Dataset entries
----------

//! Command-line interface argument parsing and definitions
//!
//! This module defines the CLI structure using clap's derive API.

use crate::config::Config;
use clap::{Parser, Subcommand, ValueEnum};
use is_terminal::IsTerminal;
use schemagraph::{Draft, LoaderConfig};
use serde::{Deserialize, Serialize};
use std::path::PathBuf;

/// schemagraph - compile JSON Schemas and validate documents against them
///
/// Schemas may span several files that reference each other through `$id`
/// and `$ref`; pass the extra files with `--ref`.
#[derive(Parser, Debug)]
#[command(
    name = "schemagraph",
    version,
    author,
    about,
    long_about = None,
    propagate_version = true,
    arg_required_else_help = true
)]
pub struct Cli {
    /// Enable verbose output (can be used multiple times for increased verbosity)
    #[arg(short, long, action = clap::ArgAction::Count, global = true)]
    pub verbose: u8,

    /// Suppress all non-essential output
    #[arg(short, long, global = true, conflicts_with = "verbose")]
    pub quiet: bool,

    /// Path to configuration file
    #[arg(short, long, global = true, env = "SCHEMAGRAPH_CONFIG")]
    pub config: Option<PathBuf>,

    /// Output format for results [default: human, or the config file value]
    #[arg(short, long, value_enum, global = true)]
    pub output: Option<OutputFormat>,

    /// Disable colored output
    #[arg(long, global = true)]
    pub no_color: bool,

    /// The subcommand to run
    #[command(subcommand)]
    pub command: Commands,
}

/// Available subcommands
#[derive(Subcommand, Debug)]
pub enum Commands {
    /// Validate one or more documents against a schema
    Validate(ValidateArgs),

    /// Compile a schema and check it against its meta-schema
    Check(CheckArgs),

    /// Generate shell completions for the specified shell
    Completions(CompletionsArgs),
}

/// Loader settings shared by `validate` and `check`
#[derive(clap::Args, Debug, Clone, Default)]
pub struct LoaderArgs {
    /// Additional schema file that references may point into (repeatable)
    #[arg(long = "ref", value_name = "FILE")]
    pub refs: Vec<PathBuf>,

    /// Draft for documents without a recognizable `$schema`
    /// (draft-04, draft-06, draft-07, hybrid)
    #[arg(long, value_name = "DRAFT")]
    pub draft: Option<Draft>,

    /// Ignore `$schema` and compile everything under the default draft
    #[arg(long)]
    pub no_auto_detect: bool,

    /// Treat unknown format names as validation failures
    #[arg(long)]
    pub strict_formats: bool,
}

/// Arguments for the validate command
#[derive(Parser, Debug)]
pub struct ValidateArgs {
    /// Path to the schema file (JSON or YAML)
    #[arg(short, long, value_name = "FILE")]
    pub schema: PathBuf,

    /// Documents to validate (JSON or YAML)
    #[arg(value_name = "INSTANCE", required = true)]
    pub instances: Vec<PathBuf>,

    /// Validate every schema document against its meta-schema first
    #[arg(long)]
    pub meta_validate: bool,

    #[command(flatten)]
    pub loader: LoaderArgs,
}

/// Arguments for the check command
#[derive(Parser, Debug)]
pub struct CheckArgs {
    /// Path to the schema file (JSON or YAML)
    #[arg(value_name = "SCHEMA")]
    pub schema: PathBuf,

    #[command(flatten)]
    pub loader: LoaderArgs,
}

/// Arguments for generating shell completions
#[derive(Parser, Debug)]
pub struct CompletionsArgs {
    /// Shell to generate completions for
    #[arg(value_enum)]
    pub shell: Shell,
}

/// Output format options
#[derive(Copy, Clone, Debug, Default, PartialEq, Eq, ValueEnum, Serialize, Deserialize)]
#[serde(rename_all = "kebab-case")]
pub enum OutputFormat {
    /// Human-readable formatted output
    #[default]
    Human,
    /// JSON output
    Json,
    /// YAML output
    Yaml,
    /// Pretty-printed JSON output
    JsonPretty,
}

/// Supported shells for completion generation
#[derive(Copy, Clone, Debug, PartialEq, Eq, ValueEnum)]
pub enum Shell {
    /// Bash shell
    Bash,
    /// Zsh shell
    Zsh,
    /// Fish shell
    Fish,
    /// PowerShell
    PowerShell,
    /// Elvish shell
    Elvish,
}

impl Cli {
    /// Parse command-line arguments
    pub fn parse_args() -> Self {
        Self::parse()
    }

    /// Get the effective verbosity level (considering quiet flag)
    pub fn verbosity_level(&self) -> u8 {
        if self.quiet {
            0
        } else {
            self.verbose
        }
    }

    /// Output format from the flag, falling back to the config file
    pub fn output_format(&self, config: &Config) -> OutputFormat {
        self.output.unwrap_or(config.output.format)
    }

    /// Check if colored output should be used
    pub fn use_color(&self, config: &Config) -> bool {
        !self.no_color && config.output.color && std::io::stdout().is_terminal()
    }
}

impl LoaderArgs {
    /// Apply the flags on top of the configured loader settings
    pub fn loader_config(&self, base: &LoaderConfig) -> LoaderConfig {
        let mut config = base.clone();
        if let Some(draft) = self.draft {
            config = config.with_default_draft(draft);
        }
        if self.no_auto_detect {
            config = config.with_auto_detect(false);
        }
        if self.strict_formats {
            config = config.with_strict_formats(true);
        }
        config
    }
}

impl ValidateArgs {
    pub fn loader_config(&self, base: &LoaderConfig) -> LoaderConfig {
        let config = self.loader.loader_config(base);
        if self.meta_validate {
            config.with_validate(true)
        } else {
            config
        }
    }
}

impl CheckArgs {
    /// `check` always runs meta-schema validation
    pub fn loader_config(&self, base: &LoaderConfig) -> LoaderConfig {
        self.loader.loader_config(base).with_validate(true)
    }
}

impl Shell {
    /// Convert to clap_complete shell type
    pub fn to_clap_shell(self) -> clap_complete::Shell {
        match self {
            Shell::Bash => clap_complete::Shell::Bash,
            Shell::Zsh => clap_complete::Shell::Zsh,
            Shell::Fish => clap_complete::Shell::Fish,
            Shell::PowerShell => clap_complete::Shell::PowerShell,
            Shell::Elvish => clap_complete::Shell::Elvish,
        }
    }
}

----------

Take the entries above and transcribe them exactly.

## Expected answer:
//! Command-line interface argument parsing and definitions
//!
//! This module defines the CLI structure using clap's derive API.

use crate::config::Config;
use clap::{Parser, Subcommand, ValueEnum};
use is_terminal::IsTerminal;
use schemagraph::{Draft, LoaderConfig};
use serde::{Deserialize, Serialize};
use std::path::PathBuf;

/// schemagraph - compile JSON Schemas and validate documents against them
///
/// Schemas may span several files that reference each other through `$id`
/// and `$ref`; pass the extra files with `--ref`.
#[derive(Parser, Debug)]
#[command(
    name = "schemagraph",
    version,
    author,
    about,
    long_about = None,
    propagate_version = true,
    arg_required_else_help = true
)]
pub struct Cli {
    /// Enable verbose output (can be used multiple times for increased verbosity)
    #[arg(short, long, action = clap::ArgAction::Count, global = true)]
    pub verbose: u8,

    /// Suppress all non-essential output
    #[arg(short, long, global = true, conflicts_with = "verbose")]
    pub quiet: bool,

    /// Path to configuration file
    #[arg(short, long, global = true, env = "SCHEMAGRAPH_CONFIG")]
    pub config: Option<PathBuf>,

    /// Output format for results [default: human, or the config file value]
    #[arg(short, long, value_enum, global = true)]
    pub output: Option<OutputFormat>,

    /// Disable colored output
    #[arg(long, global = true)]
    pub no_color: bool,

    /// The subcommand to run
    #[command(subcommand)]
    pub command: Commands,
}

/// Available subcommands
#[derive(Subcommand, Debug)]
pub enum Commands {
    /// Validate one or more documents against a schema
    Validate(ValidateArgs),

    /// Compile a schema and check it against its meta-schema
    Check(CheckArgs),

    /// Generate shell completions for the specified shell
    Completions(CompletionsArgs),
}

/// Loader settings shared by `validate` and `check`
#[derive(clap::Args, Debug, Clone, Default)]
pub struct LoaderArgs {
    /// Additional schema file that references may point into (repeatable)
    #[arg(long = "ref", value_name = "FILE")]
    pub refs: Vec<PathBuf>,

    /// Draft for documents without a recognizable `$schema`
    /// (draft-04, draft-06, draft-07, hybrid)
    #[arg(long, value_name = "DRAFT")]
    pub draft: Option<Draft>,

    /// Ignore `$schema` and compile everything under the default draft
    #[arg(long)]
    pub no_auto_detect: bool,

    /// Treat unknown format names as validation failures
    #[arg(long)]
    pub strict_formats: bool,
}

/// Arguments for the validate command
#[derive(Parser, Debug)]
pub struct ValidateArgs {
    /// Path to the schema file (JSON or YAML)
    #[arg(short, long, value_name = "FILE")]
    pub schema: PathBuf,

    /// Documents to validate (JSON or YAML)
    #[arg(value_name = "INSTANCE", required = true)]
    pub instances: Vec<PathBuf>,

    /// Validate every schema document against its meta-schema first
    #[arg(long)]
    pub meta_validate: bool,

    #[command(flatten)]
    pub loader: LoaderArgs,
}

/// Arguments for the check command
#[derive(Parser, Debug)]
pub struct CheckArgs {
    /// Path to the schema file (JSON or YAML)
    #[arg(value_name = "SCHEMA")]
    pub schema: PathBuf,

    #[command(flatten)]
    pub loader: LoaderArgs,
}

/// Arguments for generating shell completions
#[derive(Parser, Debug)]
pub struct CompletionsArgs {
    /// Shell to generate completions for
    #[arg(value_enum)]
    pub shell: Shell,
}

/// Output format options
#[derive(Copy, Clone, Debug, Default, PartialEq, Eq, ValueEnum, Serialize, Deserialize)]
#[serde(rename_all = "kebab-case")]
pub enum OutputFormat {
    /// Human-readable formatted output
    #[default]
    Human,
    /// JSON output
    Json,
    /// YAML output
    Yaml,
    /// Pretty-printed JSON output
    JsonPretty,
}

/// Supported shells for completion generation
#[derive(Copy, Clone, Debug, PartialEq, Eq, ValueEnum)]
pub enum Shell {
    /// Bash shell
    Bash,
    /// Zsh shell
    Zsh,
    /// Fish shell
    Fish,
    /// PowerShell
    PowerShell,
    /// Elvish shell
    Elvish,
}

impl Cli {
    /// Parse command-line arguments
    pub fn parse_args() -> Self {
        Self::parse()
    }

    /// Get the effective verbosity level (considering quiet flag)
    pub fn verbosity_level(&self) -> u8 {
        if self.quiet {
            0
        } else {
            self.verbose
        }
    }

    /// Output format from the flag, falling back to the config file
    pub fn output_format(&self, config: &Config) -> OutputFormat {
        self.output.unwrap_or(config.output.format)
    }

    /// Check if colored output should be used
    pub fn use_color(&self, config: &Config) -> bool {
        !self.no_color && config.output.color && std::io::stdout().is_terminal()
    }
}

impl LoaderArgs {
    /// Apply the flags on top of the configured loader settings
    pub fn loader_config(&self, base: &LoaderConfig) -> LoaderConfig {
        let mut config = base.clone();
        if let Some(draft) = self.draft {
            config = config.with_default_draft(draft);
        }
        if self.no_auto_detect {
            config = config.with_auto_detect(false);
        }
        if self.strict_formats {
            config = config.with_strict_formats(true);
        }
        config
    }
}

impl ValidateArgs {
    pub fn loader_config(&self, base: &LoaderConfig) -> LoaderConfig {
        let config = self.loader.loader_config(base);
        if self.meta_validate {
            config.with_validate(true)
        } else {
            config
        }
    }
}

impl CheckArgs {
    /// `check` always runs meta-schema validation
    pub fn loader_config(&self, base: &LoaderConfig) -> LoaderConfig {
        self.loader.loader_config(base).with_validate(true)
    }
}

impl Shell {
    /// Convert to clap_complete shell type
    pub fn to_clap_shell(self) -> clap_complete::Shell {
        match self {
            Shell::Bash => clap_complete::Shell::Bash,
            Shell::Zsh => clap_complete::Shell::Zsh,
            Shell::Fish => clap_complete::Shell::Fish,
            Shell::PowerShell => clap_complete::Shell::PowerShell,
            Shell::Elvish => clap_complete::Shell::Elvish,
        }
    }
}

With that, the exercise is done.